My attempt:
Let $X_1,X_2$ be two completely regular spaces and $W$ their product. Let $a=(a_1,a_2) \in W$ and $B \subset W$ be a closed set disjoint from $a$. Choose basis element $U=(U_1,U_2)$ disjoint of $B$. By complete regularity of $X_1,X_2$, choose $f_i: X_i \rightarrow [0,1]$ such that $f_i (a_i)=1, f_i (X \setminus U_i)={0}$. Define $g_i (x)=f_i (p_i (x))$ where $x \in W$ and $p_i$ is a projection. Then $f(x)=g_1(x)g_2(x)$ is our desired function for complete regularity.
Does this seem correct?
Best Answer
Yes, your proof is correct.
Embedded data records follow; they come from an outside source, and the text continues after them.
use std::sync::Arc;

use axum::{
    extract::{Path, State},
    routing::get,
    Router,
};
use uuid::Uuid;

use crate::handlers::common::{map_service_error, success_response};
use crate::{
    errors::{ApiError, ServiceError},
    AppState,
};

/// Creates the router for product endpoints
pub fn products_routes() -> Router<Arc<AppState>> {
    Router::new()
        .route("/", get(list_products))
        .route("/{id}", get(get_product))
}

/// List active products
async fn list_products(
    State(state): State<Arc<AppState>>,
) -> Result<impl axum::response::IntoResponse, ApiError> {
    let products = state
        .services
        .catalog
        .list_active()
        .await
        .map_err(map_service_error)?;

    Ok(success_response(products))
}

/// Fetch a single product by id
async fn get_product(
    State(state): State<Arc<AppState>>,
    Path(id): Path<Uuid>,
) -> Result<impl axum::response::IntoResponse, ApiError> {
    let product = state
        .services
        .catalog
        .find_by_id(id)
        .await
        .map_err(map_service_error)?
        .ok_or(ServiceError::ProductNotFound(id))
        .map_err(map_service_error)?;

    Ok(success_response(product))
}
use std::time::{Duration, Instant};

use dashmap::DashMap;

use crate::services::cart::Cart;

/// Per-session state: the shopping cart plus the last-activity timestamp.
#[derive(Debug)]
struct Session {
    cart: Cart,
    last_activity: Instant,
}

impl Session {
    fn fresh() -> Self {
        Self {
            cart: Cart::default(),
            last_activity: Instant::now(),
        }
    }
}

/// In-memory session store keyed by an opaque session id.
///
/// Sessions idle for longer than the configured timeout are reset to an empty
/// cart on next access, mirroring an idle-timeout logout. Carts are never
/// persisted beyond the session lifetime.
#[derive(Debug)]
pub struct SessionStore {
    sessions: DashMap<String, Session>,
    idle_timeout: Duration,
}

impl SessionStore {
    pub fn new(idle_timeout: Duration) -> Self {
        Self {
            sessions: DashMap::new(),
            idle_timeout,
        }
    }

    /// Returns a snapshot of the session's cart, creating the session when
    /// absent and resetting it when idle-expired. Touches last activity.
    pub fn cart(&self, session_id: &str) -> Cart {
        let mut entry = self
            .sessions
            .entry(session_id.to_string())
            .or_insert_with(Session::fresh);
        self.touch(entry.value_mut());
        entry.cart.clone()
    }

    /// Mutates the session's cart through the given closure.
    pub fn update<R>(&self, session_id: &str, f: impl FnOnce(&mut Cart) -> R) -> R {
        let mut entry = self
            .sessions
            .entry(session_id.to_string())
            .or_insert_with(Session::fresh);
        self.touch(entry.value_mut());
        f(&mut entry.value_mut().cart)
    }

    /// Drops the session entirely.
    pub fn remove(&self, session_id: &str) {
        self.sessions.remove(session_id);
    }

    fn touch(&self, session: &mut Session) {
        let now = Instant::now();
        if now.duration_since(session.last_activity) > self.idle_timeout {
            *session = Session::fresh();
        } else {
            session.last_activity = now;
        }
    }
}

#[cfg(test)]
mod tests {
    use super::*;
    use uuid::Uuid;

    #[test]
    fn cart_survives_between_accesses() {
        let store = SessionStore::new(Duration::from_secs(900));
        let product_id = Uuid::new_v4();

        store.update("s1", |cart| cart.add(product_id));
        store.update("s1", |cart| cart.add(product_id));

        let cart = store.cart("s1");
        assert_eq!(cart.quantity(product_id), 2);
    }

    #[test]
    fn sessions_are_isolated() {
        let store = SessionStore::new(Duration::from_secs(900));
        let product_id = Uuid::new_v4();

        store.update("s1", |cart| cart.add(product_id));

        assert!(store.cart("s2").is_empty());
        assert_eq!(store.cart("s1").quantity(product_id), 1);
    }

    #[test]
    fn idle_session_resets_to_empty_cart() {
        let store = SessionStore::new(Duration::ZERO);
        let product_id = Uuid::new_v4();

        store.update("s1", |cart| cart.add(product_id));
        std::thread::sleep(Duration::from_millis(5));

        assert!(store.cart("s1").is_empty());
    }

    #[test]
    fn remove_drops_session_state() {
        let store = SessionStore::new(Duration::from_secs(900));
        let product_id = Uuid::new_v4();

        store.update("s1", |cart| cart.add(product_id));
        store.remove("s1");

        assert!(store.cart("s1").is_empty());
    }
}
However, we can even say more: The product $X=\prod_i X_i$ of a arbitrary family of completely regular spaces $(X_i)_i$ is completely regular. This can be proven by a generalization of your approach. Another approach is via initial topologies. Note that a space is completely regular if and only if it has the initial topology with respect to some family of real-valued continuous maps. Since the product $X$ has the initial topology with respect to all projections $p_i:X\to X_i$, it has the initial topology with respect to a family of continuous real-valued maps $X\to X_i \to \Bbb R$ (see for example the Transitive law of initial topologies near the end of Henno Brandsma's answer here), and is thus completely regular.